From the iSport Cricket Pavilion: Sport has this remarkable ability to bring out varied emotions in you, oscillating from pure unexplained joy to extreme agony and heartbreak. It’s difficult for a sports fan to explain this involvement, especially when he has no direct stake with the event, except the unconditional fervour and passion for the sport and his team. iSporter Anup Narayanan pens his thoughts.

When you are a fan of the South African cricket team, your situation becomes all the more confounding, your justification unconvincing and your frustration apparent. Tournament after tournament, series after series, the Proteas have shown remarkable consistency in raising one’s expectation and then slaying it in one painful blow. Adding to this frustration is the ‘chokers tag’, which seems to hang around, like an albatross, on the neck of every well-wisher of South African cricket.
Thus, as South Africa prepares to slug it out against their old nemesis Australia in a two match test series at home, even the most optimistic fan of the Proteas would not be expecting anything more than a 1-1 stalemate. On paper, South Africa is the stronger team with a potent batting line-up in Amla, Kallis, De Villiers and Smith, ably supported by Ashwell Prince. On the bowling front, they possess the most explosive new-ball combination in the world in Steyn and Morkel with the in-form Tsotsobe and the hugely talented Imran Tahir completing the line-up. South Africa is also ranked 2nd in the ICC Test rankings and can overtake England if they win convincingly in this series and their next home series against Sri Lanka. Australia, meanwhile are in a re-building phase and rely heavily on the experience of Hussey, Ponting and Clarke. Bowling will be a cause of concern for the Aussies, especially if the inconsistent Mitchell Johnson is not able to replicate the kind of form which he demonstrated during Australia’s previous tour of South Africa in 2008.

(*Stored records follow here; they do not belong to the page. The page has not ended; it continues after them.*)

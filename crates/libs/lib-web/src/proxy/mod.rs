//! # Reverse Proxy
//!
//! Every request that no gateway endpoint claims lands in [`dispatch`]:
//!
//! ```text
//! match route ──▶ guard chain ──▶ capture body ──▶ forward (deadline, circuit) ──▶ relay
//!      │               │                                   │
//!      └── 400/404     └── 401/403                         └── 502
//! ```
//!
//! Each outcome, including rejections and unmatched paths, produces exactly one telemetry
//! record once the response is ready. A client that disconnects first drops the request
//! future and no record is written.

mod circuit_breaker;
mod metrics;
mod upstream;


pub use circuit_breaker::{
    CircuitBreaker, CircuitBreakerConfig, CircuitBreakers, CircuitSnapshot, CircuitState,
};
pub use metrics::{DispatchCounters, DispatchSnapshot, Outcome};
pub use upstream::{capture_request, Forwarded, Payload, UpstreamClient, UpstreamError};

use crate::middleware::{Guards, RequestStamp};
use axum::{
    extract::{Request, State},
    response::{IntoResponse, Response},
};
use lib_core::telemetry::{TelemetryRecord, TelemetrySink};
use lib_core::routes::has_dot_segment;
use lib_core::{AppError, RouteTableHandle};
use std::collections::HashSet;
use std::sync::Arc;
use std::time::Instant;
use tracing::{info, warn};

pub struct Dispatcher {
    routes: Arc<RouteTableHandle>,
    guards: Guards,
    upstream: UpstreamClient,
    telemetry: TelemetrySink,
    counters: DispatchCounters,
}

impl Dispatcher {
    pub fn new(
        routes: Arc<RouteTableHandle>,
        guards: Guards,
        upstream: UpstreamClient,
        telemetry: TelemetrySink,
    ) -> Self {
        Self {
            routes,
            guards,
            upstream,
            telemetry,
            counters: DispatchCounters::default(),
        }
    }

    pub fn counters(&self) -> DispatchSnapshot {
        self.counters.snapshot()
    }

    /// Breaker state for upstreams in the current route table. Breakers of upstreams removed
    /// by a reload are dropped here.
    pub fn circuits(&self) -> Vec<CircuitSnapshot> {
        let table = self.routes.current();
        let live: HashSet<&str> = table
            .entries()
            .iter()
            .map(|entry| entry.upstream_base_url.as_str())
            .collect();
        let breakers = self.upstream.breakers();
        breakers.retain_live(&live);
        breakers.snapshot()
    }

    pub async fn handle(&self, stamp: RequestStamp, req: Request) -> Response {
        let start = Instant::now();
        let path = req.uri().path().to_string();

        let mut record = TelemetryRecord::new(req.method().as_str(), &path);
        record.request_id = Some(stamp.id.clone());

        // Dot segments are resolved by the URL parser after matching, escaping the route.
        if has_dot_segment(&path) {
            let err = AppError::InvalidInput("invalid path".to_string());
            record.error = Some("dot segment in path".to_string());
            return self.finish(record, start, Outcome::Rejected, err.into_response());
        }

        let Some(entry) = self.routes.match_path(&path) else {
            let err = AppError::NotFound("Not Found Services".to_string());
            record.error = Some("no matching route".to_string());
            return self.finish(record, start, Outcome::Unmatched, err.into_response());
        };
        record.service = entry.upstream_base_url.clone();

        let (parts, body) = req.into_parts();

        let principal = match self.guards.check(&entry, &parts.method, &parts.headers).await {
            Ok(principal) => principal,
            Err(err) => {
                record.error = Some(err.to_string());
                return self.finish(record, start, Outcome::Rejected, err.into_response());
            }
        };
        record.principal = principal.map(|p| p.id_account);

        let payload = match capture_request(&parts.headers, body, self.upstream.body_limit()).await {
            Ok((payload, summary)) => {
                record.request_body = summary;
                payload
            }
            Err(err) => {
                record.error = Some(err.to_string());
                return self.finish(record, start, Outcome::Rejected, err.into_response());
            }
        };

        match self.upstream.forward(&entry, &parts, payload, &stamp).await {
            Ok(mut forwarded) => {
                record.response_body = std::mem::take(&mut forwarded.body_summary);
                record.content_type = forwarded.content_type.take();
                info!(
                    request_id = %stamp.id,
                    upstream = %entry.upstream_base_url,
                    status = forwarded.status.as_u16(),
                    "[PROXY] {} {} forwarded",
                    parts.method,
                    path
                );
                self.finish(record, start, Outcome::Forwarded, forwarded.into_response())
            }
            Err(err) => {
                warn!(
                    request_id = %stamp.id,
                    upstream = %entry.upstream_base_url,
                    error = %err,
                    "[PROXY] {} {} failed",
                    parts.method,
                    path
                );
                record.error = Some(err.to_string());
                let err = AppError::from(err);
                self.finish(record, start, Outcome::UpstreamFailure, err.into_response())
            }
        }
    }

    fn finish(
        &self,
        mut record: TelemetryRecord,
        start: Instant,
        outcome: Outcome,
        response: Response,
    ) -> Response {
        record = record.status(response.status().as_u16());
        record.duration = start.elapsed();
        self.counters.record(outcome);
        self.telemetry.write(record);
        response
    }
}

/// Fallback handler: proxy anything the gateway itself does not serve.
pub async fn dispatch(
    State(dispatcher): State<Arc<Dispatcher>>,
    stamp: RequestStamp,
    req: Request,
) -> Response {
    dispatcher.handle(stamp, req).await
}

Yet, one cannot be bereft of the fact that, when pitted against each other, Australia have always played better cricket in comparison to their rival, whether it is the longer version of the game or the shorter format. Rewind to 1998, where the Proteas had the upper hand in the Adelaide Test, however were denied by the remarkable resilience of Mark Waugh, who played an outstanding knock of 115 to save the series for his country. No cricket fan can forget the1999 World Cup, where South Africa matched Australia in every aspect, yet could not overcome their rivals when it mattered. Lastly the 2008 series, where the Proteas finally managed to defeat their rivals in their own home, (the first time Australia had lost a series at home since 1993), only for the Aussies to exact revenge a month later against the same rivals, this time in South Africa.
It is disappointing that a potentially explosive clash between two heavyweights is reduced to just 2 matches, in what looks to be trend of the future as this was done to accommodate the Champions League Tournament and a few T20 matches. Nevertheless, one expects an exciting series between these two great rivals, with the ardent Proteas fan hoping that his team does not flatter to deceive once again.